### THE PROBLEM
Scan the entries below for "impl" and copy each line that holds it.

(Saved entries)
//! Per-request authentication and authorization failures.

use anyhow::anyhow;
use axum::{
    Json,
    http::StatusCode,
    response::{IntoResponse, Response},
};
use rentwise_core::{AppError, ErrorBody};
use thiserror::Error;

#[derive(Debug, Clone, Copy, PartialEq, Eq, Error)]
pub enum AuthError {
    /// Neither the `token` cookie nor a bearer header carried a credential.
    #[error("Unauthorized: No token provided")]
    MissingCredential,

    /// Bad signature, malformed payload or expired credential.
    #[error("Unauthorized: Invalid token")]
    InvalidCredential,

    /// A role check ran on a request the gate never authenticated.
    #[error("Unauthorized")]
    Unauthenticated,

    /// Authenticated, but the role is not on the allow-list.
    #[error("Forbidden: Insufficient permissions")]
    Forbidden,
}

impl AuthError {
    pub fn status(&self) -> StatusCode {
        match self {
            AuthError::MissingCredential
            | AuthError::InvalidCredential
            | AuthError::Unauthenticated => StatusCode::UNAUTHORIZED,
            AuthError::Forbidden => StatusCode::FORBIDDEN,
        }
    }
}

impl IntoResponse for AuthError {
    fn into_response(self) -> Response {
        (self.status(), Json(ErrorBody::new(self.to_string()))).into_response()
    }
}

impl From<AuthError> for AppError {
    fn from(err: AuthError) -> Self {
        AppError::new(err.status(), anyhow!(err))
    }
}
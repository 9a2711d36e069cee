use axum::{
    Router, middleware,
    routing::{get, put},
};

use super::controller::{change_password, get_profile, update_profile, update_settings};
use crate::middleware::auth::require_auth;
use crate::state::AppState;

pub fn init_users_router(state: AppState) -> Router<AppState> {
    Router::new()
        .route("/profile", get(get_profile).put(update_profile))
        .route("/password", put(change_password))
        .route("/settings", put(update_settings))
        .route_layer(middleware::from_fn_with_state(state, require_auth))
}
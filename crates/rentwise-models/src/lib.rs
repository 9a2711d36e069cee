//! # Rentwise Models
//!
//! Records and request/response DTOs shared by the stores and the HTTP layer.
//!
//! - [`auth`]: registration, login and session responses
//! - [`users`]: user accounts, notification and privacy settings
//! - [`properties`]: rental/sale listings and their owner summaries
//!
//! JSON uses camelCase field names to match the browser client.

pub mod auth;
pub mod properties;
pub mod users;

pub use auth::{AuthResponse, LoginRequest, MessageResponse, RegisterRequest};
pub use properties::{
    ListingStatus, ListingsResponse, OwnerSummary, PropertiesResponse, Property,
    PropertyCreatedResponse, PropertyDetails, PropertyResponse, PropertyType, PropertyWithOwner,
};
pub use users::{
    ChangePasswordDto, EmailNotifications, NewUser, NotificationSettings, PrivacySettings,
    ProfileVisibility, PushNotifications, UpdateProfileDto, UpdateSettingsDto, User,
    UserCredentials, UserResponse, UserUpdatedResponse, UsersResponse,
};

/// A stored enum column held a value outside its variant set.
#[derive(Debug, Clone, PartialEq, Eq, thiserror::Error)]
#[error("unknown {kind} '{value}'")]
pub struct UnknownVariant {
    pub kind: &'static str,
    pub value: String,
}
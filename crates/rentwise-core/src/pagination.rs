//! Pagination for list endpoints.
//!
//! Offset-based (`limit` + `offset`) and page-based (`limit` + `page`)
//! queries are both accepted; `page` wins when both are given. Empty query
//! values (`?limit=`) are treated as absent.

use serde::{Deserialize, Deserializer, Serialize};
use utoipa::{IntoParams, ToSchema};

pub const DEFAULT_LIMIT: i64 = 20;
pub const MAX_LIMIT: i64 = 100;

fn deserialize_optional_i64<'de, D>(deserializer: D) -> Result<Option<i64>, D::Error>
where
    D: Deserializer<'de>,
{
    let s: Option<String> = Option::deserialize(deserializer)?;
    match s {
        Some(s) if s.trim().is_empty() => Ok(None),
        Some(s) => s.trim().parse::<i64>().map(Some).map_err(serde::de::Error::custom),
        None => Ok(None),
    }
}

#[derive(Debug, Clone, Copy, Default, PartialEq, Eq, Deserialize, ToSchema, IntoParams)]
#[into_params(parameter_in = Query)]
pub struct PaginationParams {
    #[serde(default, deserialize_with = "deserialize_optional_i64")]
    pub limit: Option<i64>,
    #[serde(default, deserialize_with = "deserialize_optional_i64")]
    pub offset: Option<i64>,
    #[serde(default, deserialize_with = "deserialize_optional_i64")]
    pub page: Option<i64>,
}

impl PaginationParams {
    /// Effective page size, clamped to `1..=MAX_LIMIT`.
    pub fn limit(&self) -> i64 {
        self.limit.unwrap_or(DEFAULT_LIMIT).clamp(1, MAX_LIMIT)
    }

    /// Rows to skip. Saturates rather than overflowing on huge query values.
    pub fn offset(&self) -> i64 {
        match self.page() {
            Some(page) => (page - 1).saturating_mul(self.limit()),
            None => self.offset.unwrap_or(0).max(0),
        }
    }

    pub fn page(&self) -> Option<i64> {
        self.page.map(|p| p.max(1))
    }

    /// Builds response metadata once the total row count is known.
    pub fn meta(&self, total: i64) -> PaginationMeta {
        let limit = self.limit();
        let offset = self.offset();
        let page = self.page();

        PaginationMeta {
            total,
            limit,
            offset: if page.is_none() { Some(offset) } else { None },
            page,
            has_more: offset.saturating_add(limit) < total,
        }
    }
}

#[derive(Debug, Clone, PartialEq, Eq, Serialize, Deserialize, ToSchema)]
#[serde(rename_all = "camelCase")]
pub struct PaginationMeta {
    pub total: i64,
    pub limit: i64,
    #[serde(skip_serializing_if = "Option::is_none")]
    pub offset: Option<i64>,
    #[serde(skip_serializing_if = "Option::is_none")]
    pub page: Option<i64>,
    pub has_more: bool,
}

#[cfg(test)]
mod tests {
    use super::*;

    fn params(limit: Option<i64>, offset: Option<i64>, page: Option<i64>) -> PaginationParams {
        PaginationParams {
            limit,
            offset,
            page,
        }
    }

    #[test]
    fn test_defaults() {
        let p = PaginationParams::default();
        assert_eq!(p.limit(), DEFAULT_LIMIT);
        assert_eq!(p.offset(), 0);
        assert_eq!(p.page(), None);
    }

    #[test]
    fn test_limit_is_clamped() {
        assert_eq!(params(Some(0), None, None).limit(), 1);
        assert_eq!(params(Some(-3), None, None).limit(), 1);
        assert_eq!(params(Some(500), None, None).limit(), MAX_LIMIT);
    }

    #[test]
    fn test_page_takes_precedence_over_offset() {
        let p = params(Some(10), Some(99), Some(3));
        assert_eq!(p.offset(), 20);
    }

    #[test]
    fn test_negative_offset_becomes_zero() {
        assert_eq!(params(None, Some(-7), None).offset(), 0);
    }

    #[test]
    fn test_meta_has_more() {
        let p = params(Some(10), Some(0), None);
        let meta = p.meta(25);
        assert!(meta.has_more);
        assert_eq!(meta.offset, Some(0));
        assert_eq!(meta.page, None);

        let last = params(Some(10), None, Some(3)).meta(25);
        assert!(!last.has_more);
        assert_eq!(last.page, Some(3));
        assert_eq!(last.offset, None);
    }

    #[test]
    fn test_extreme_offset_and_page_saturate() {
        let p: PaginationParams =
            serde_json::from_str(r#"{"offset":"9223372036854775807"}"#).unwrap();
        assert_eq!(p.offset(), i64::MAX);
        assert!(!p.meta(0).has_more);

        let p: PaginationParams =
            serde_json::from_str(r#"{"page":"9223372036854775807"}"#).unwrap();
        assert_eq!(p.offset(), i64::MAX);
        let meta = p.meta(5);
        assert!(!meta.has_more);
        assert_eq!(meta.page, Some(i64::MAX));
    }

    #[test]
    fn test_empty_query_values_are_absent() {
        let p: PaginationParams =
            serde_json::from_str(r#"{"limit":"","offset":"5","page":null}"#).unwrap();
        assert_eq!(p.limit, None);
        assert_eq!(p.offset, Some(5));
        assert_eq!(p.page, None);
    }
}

### RESULT FOR THIS TASK
impl AuthError {
impl IntoResponse for AuthError {
impl From<AuthError> for AppError {
impl PaginationParams {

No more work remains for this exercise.